Such strong correlations can to be used during model building to select what are expected to be significant predictors of the response variable while helping to avoid the potential inclusion of additional variables that may be collinear to those already included. For example, the ‘tax’ variable might justifiably be dropped from consideration during model building due to its high correlation with the ‘rad’ variable.
The correlation matrix also shows that the ‘chas’ variable is not highly correlated with either the target variable or any of the other predictor variables. Additional analysis shows that only 33 out of the 466 rows in the data set have a non-zero value for ‘chas’. In other words, the ‘chas’ variable does not appear to be imparting much substantive information within the context of the other variables and could justifiably be dropped from consideration for inclusion in any regression models.
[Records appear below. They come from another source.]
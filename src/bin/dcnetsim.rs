//! host 侧示例程序：加载一个工作负载 JSON，跑一次仿真，打印统计。
//!
//! 核心（事件调度器/包模型/队列/交换机/TCP-DCTCP-MPTCP）对这个文件一无所知：
//! 这里只调用 `dcnetsim::topo`/`dcnetsim::proto` 暴露的公开构造函数和
//! `dcnetsim::sim::WorkloadSpec` 的解析结果来搭建一次具体的运行。

use std::path::PathBuf;
use std::process::ExitCode;

use clap::Parser;
use thiserror::Error;

use dcnetsim::net::{EventSourceId, NetWorld, Network, NodeId, Route, WakeSink, WakeTask};
use dcnetsim::proto::mptcp::{CouplingAlgorithm, DEFAULT_RWND_SEGS, MptcpMeta, MptcpSubflowReceiver, MptcpSubflowSender};
use dcnetsim::proto::{DctcpReceiver, DctcpSender, RtoScanner, TcpReceiver, TcpSender, TrackedSender};
use dcnetsim::sim::{FlowSpec, SimTime, Simulator, TopologyKind, TransportKind, WorkloadError, WorkloadSpec};
use dcnetsim::topo::dumbbell::{build_dumbbell, DumbbellOpts};
use dcnetsim::topo::fat_tree::{build_fat_tree, FatTreeOpts};

#[derive(Debug, Error)]
enum CliError {
    #[error("failed to read workload file {path}: {source}")]
    Io { path: String, #[source] source: std::io::Error },
    #[error(transparent)]
    Workload(#[from] WorkloadError),
    #[error("flow {src} -> {dst} references host index out of range (topology has {host_count} hosts)")]
    HostOutOfRange { src: usize, dst: usize, host_count: usize },
}

#[derive(Debug, Parser)]
#[command(name = "dcnetsim", about = "Run a datacenter-network simulation from a workload spec")]
struct Cli {
    /// Path to a workload spec JSON file (see `dcnetsim::sim::WorkloadSpec`).
    workload: PathBuf,
}

/// 搭好的拓扑对外只需要暴露"按扁平 host 下标拿 NodeId/发送路由"这一点，
/// fat-tree 和 dumbbell 的内部差异到这里就抹平了。
enum Topology {
    FatTree(dcnetsim::topo::fat_tree::FatTreeTopology),
    Dumbbell(dcnetsim::topo::dumbbell::DumbbellTopology),
}

impl Topology {
    fn host_count(&self) -> usize {
        match self {
            Topology::FatTree(t) => t.hosts.len(),
            Topology::Dumbbell(_) => 2,
        }
    }

    fn host(&self, idx: usize) -> NodeId {
        match self {
            Topology::FatTree(t) => t.hosts[idx],
            Topology::Dumbbell(t) => t.host(idx),
        }
    }

    fn host_uplink(&self, idx: usize) -> Route {
        match self {
            Topology::FatTree(t) => t.host_uplink(idx),
            Topology::Dumbbell(t) => t.host_uplink(idx),
        }
    }
}

fn build_topology(world: &mut NetWorld, kind: &TopologyKind) -> Topology {
    match kind {
        TopologyKind::FatTree { k, link_gbps, link_latency_us } => {
            let opts = FatTreeOpts {
                k: *k as usize,
                link_gbps: link_gbps.unwrap_or(100),
                link_latency: SimTime::from_micros(link_latency_us.unwrap_or(2)),
                ..Default::default()
            };
            Topology::FatTree(build_fat_tree(world, &opts))
        }
        TopologyKind::Dumbbell { host_link_gbps, bottleneck_gbps, link_latency_us } => {
            let opts = DumbbellOpts {
                host_link_gbps: host_link_gbps.unwrap_or(100),
                bottleneck_gbps: bottleneck_gbps.unwrap_or(10),
                link_latency: SimTime::from_micros(link_latency_us.unwrap_or(2)),
                ..Default::default()
            };
            Topology::Dumbbell(build_dumbbell(world, &opts))
        }
    }
}

fn spawn_flow(
    world: &mut NetWorld,
    sim: &mut Simulator,
    scanner_id: dcnetsim::net::TaskId,
    topo: &Topology,
    flow_idx: usize,
    flow: &FlowSpec,
) -> Result<(), CliError> {
    let host_count = topo.host_count();
    if flow.src_host >= host_count || flow.dst_host >= host_count {
        return Err(CliError::HostOutOfRange { src: flow.src_host, dst: flow.dst_host, host_count });
    }
    let flow_id = flow.id.unwrap_or(flow_idx as u64 + 1);
    let src = topo.host(flow.src_host);
    let dst = topo.host(flow.dst_host);
    let send_route = topo.host_uplink(flow.src_host);
    let ack_route = topo.host_uplink(flow.dst_host);
    let mss = 1460u32;
    let start = SimTime::from_micros(flow.start_offset_us.unwrap_or(0));

    match flow.transport.unwrap_or(TransportKind::Tcp) {
        TransportKind::Tcp => {
            let recv_id = world
                .net
                .add_sink(|id| Box::new(TcpReceiver::new(id, format!("recv{flow_id}"), src, flow_id, 64, ack_route)));
            let send_id = world.net.add_sink(|id| {
                Box::new(TcpSender::new(id, format!("send{flow_id}"), recv_id, send_route, flow_id, mss, flow.size_bytes))
            });
            world.net.with_task_as::<RtoScanner, ()>(scanner_id, |scanner| {
                scanner.track(TrackedSender::Tcp(send_id));
            });
            sim.schedule_for(send_id.source_id(), start, WakeSink { to: send_id });
        }
        TransportKind::Dctcp => {
            let recv_id = world
                .net
                .add_sink(|id| Box::new(DctcpReceiver::new(id, format!("recv{flow_id}"), src, flow_id, 64, ack_route)));
            let send_id = world.net.add_sink(|id| {
                Box::new(DctcpSender::new(id, format!("send{flow_id}"), recv_id, send_route, flow_id, mss, flow.size_bytes))
            });
            world.net.with_task_as::<RtoScanner, ()>(scanner_id, |scanner| {
                scanner.track(TrackedSender::Dctcp(send_id));
            });
            sim.schedule_for(send_id.source_id(), start, WakeSink { to: send_id });
        }
        TransportKind::Mptcp => {
            let subflow_count = flow.subflows.unwrap_or(2).max(1);
            let meta = MptcpMeta::new(CouplingAlgorithm::CoupledInc, flow.size_bytes, DEFAULT_RWND_SEGS);
            for sub in 0..subflow_count {
                let sub_flow_id = flow_id.saturating_mul(1000).saturating_add(sub as u64);
                let recv_id = world.net.add_sink(|id| {
                    Box::new(MptcpSubflowReceiver::new(id, format!("recv{flow_id}.{sub}"), src, sub_flow_id, 64, ack_route.clone(), meta.clone()))
                });
                let send_id = world.net.add_sink(|id| {
                    Box::new(MptcpSubflowSender::new(id, format!("send{flow_id}.{sub}"), recv_id, send_route.clone(), sub_flow_id, mss, meta.clone()))
                });
                world.net.with_task_as::<RtoScanner, ()>(scanner_id, |scanner| {
                    scanner.track(TrackedSender::MptcpSubflow(send_id));
                });
                sim.schedule_for(send_id.source_id(), start, WakeSink { to: send_id });
            }
        }
    }
    Ok(())
}

fn run(cli: Cli) -> Result<(), CliError> {
    let text = std::fs::read_to_string(&cli.workload)
        .map_err(|source| CliError::Io { path: cli.workload.display().to_string(), source })?;
    let spec = WorkloadSpec::from_json(&text)?;

    let mut world = NetWorld::new(Network::default());
    let topo = build_topology(&mut world, &spec.topology);

    let mut sim = Simulator::default();
    let scanner_id = world.net.add_task(|id| Box::new(RtoScanner::new(id)));

    for (flow_idx, flow) in spec.flows.iter().enumerate() {
        spawn_flow(&mut world, &mut sim, scanner_id, &topo, flow_idx, flow)?;
    }

    sim.schedule_for(EventSourceId::Task(scanner_id).source_id(), SimTime::ZERO, WakeTask { id: scanner_id });

    match spec.end_time() {
        Some(until) => sim.run_until(until, &mut world),
        None => sim.run(&mut world),
    }

    tracing::info!(
        now = ?sim.now(),
        delivered_pkts = world.net.stats.delivered_pkts,
        delivered_bytes = world.net.stats.delivered_bytes,
        dropped_pkts = world.net.stats.dropped_pkts,
        dropped_bytes = world.net.stats.dropped_bytes,
        "仿真结束"
    );
    println!(
        "done @ {:?}: delivered_pkts={} delivered_bytes={} dropped_pkts={} dropped_bytes={}",
        sim.now(),
        world.net.stats.delivered_pkts,
        world.net.stats.delivered_bytes,
        world.net.stats.dropped_pkts,
        world.net.stats.dropped_bytes,
    );
    Ok(())
}

fn main() -> ExitCode {
    tracing_subscriber::fmt()
        .with_env_filter(
            tracing_subscriber::EnvFilter::try_from_default_env().unwrap_or_else(|_| tracing_subscriber::EnvFilter::new("info")),
        )
        .init();

    let cli = Cli::parse();
    match run(cli) {
        Ok(()) => ExitCode::SUCCESS,
        Err(err) => {
            eprintln!("error: {err}");
            ExitCode::FAILURE
        }
    }
}
//! Sink / BackgroundTask：转发图与后台任务的统一接口
//!
//! `Network` 用两个独立的 arena 承载系统里所有可调度的东西：
//! `nodes: Vec<Option<Box<dyn Sink>>>`（管道/队列/交换机/传输端点，以 `NodeId`
//! 寻址）和 `tasks: Vec<Option<Box<dyn BackgroundTask>>>`（RTO 扫描器、MPTCP
//! 子流控制器这类没有位置、只按固定周期醒来的任务，以 `TaskId` 寻址）。两者
//! 共用调度器的 `SourceId` 命名空间（见 `id::EventSourceId`），但彼此互不
//! 知晓对方的存在。

use std::any::Any;

use super::id::NodeId;
use super::network::Network;
use super::packet::Packet;
use crate::sim::Simulator;

/// 自适应路由读取出口队列瞬时状态用的快照。只有队列类 sink（`QueueSink`）
/// 会重写 `Sink::queue_status` 返回 `Some`；管道、交换机、传输端点等没有
/// 可排队状态的 sink 保持默认的 `None`，比较器把它当成"空闲"处理。
#[derive(Debug, Clone, Copy, Default)]
pub struct QueueStatus {
    pub paused: bool,
    pub quantized_queuesize: u8,
    pub quantized_utilization: u8,
}

/// 转发图里的一个节点：管道、队列、交换机或传输端点（TCP/DCTCP/MPTCP 的
/// 发送端/接收端）都实现它。`prev_vq` 是上一跳在其内部虚拟队列数组里的索引
/// （交换机的多端口排队需要知道包来自哪个 ingress queue 才能正确记账 ECN），
/// 绝大多数 sink 忽略它。
pub trait Sink {
    fn id(&self) -> NodeId;
    fn name(&self) -> &str;
    fn receive_packet(
        &mut self,
        pkt: Packet,
        prev_vq: Option<usize>,
        sim: &mut Simulator,
        net: &mut Network,
    );

    /// 自唤醒回调：管道/队列这类需要在没有新包到达时也继续服务内部积压的
    /// sink 会重写它（见 `pipe::Pipe::do_next_event`，经由 `WakeSink` 事件
    /// 驱动）。大多数 sink（交换机、传输端点）没有内部积压，留空实现。
    fn on_wake(&mut self, _sim: &mut Simulator, _net: &mut Network) {}

    /// 供自适应路由的比较器读取的瞬时队列状态。只有 `QueueSink` 重写。
    fn queue_status(&self, _sim: &Simulator) -> Option<QueueStatus> {
        None
    }

    /// 供 RTO 扫描器之类需要拿到具体类型（而不是 `dyn Sink`）的调用方下转。
    fn as_any_mut(&mut self) -> &mut dyn Any;
}

/// 没有固定位置、按固定周期被调度唤醒的后台任务。
pub trait BackgroundTask {
    fn name(&self) -> &str;
    /// 被调度器唤醒时调用；任务自己负责用 `Simulator::schedule_for` 重新
    /// 安排下一次唤醒（周期性任务永远不会让自己"掉线"）。
    fn run(&mut self, sim: &mut Simulator, net: &mut Network);

    /// 供拓扑/workload 构建代码下转到具体类型（比如注册要巡检的连接）。
    fn as_any_mut(&mut self) -> &mut dyn Any;
}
During our data exploration efforts we identified one variable (chas) that can justifiably be ignored during model building, and we identified several instances of significant correlation amongst various predictor variables that could serve as justification for dropping one or more other variables from the model building process. Furthermore, we identified 121 rows of data that, due to recurring variable values, require further investigation to determine whether or not additional action might be required to make use of those rows in our analysis. Finally, we identified three variables (‘zn’, ‘age’ and ‘black’) that are good candidates for transformation during the Data Preparation process.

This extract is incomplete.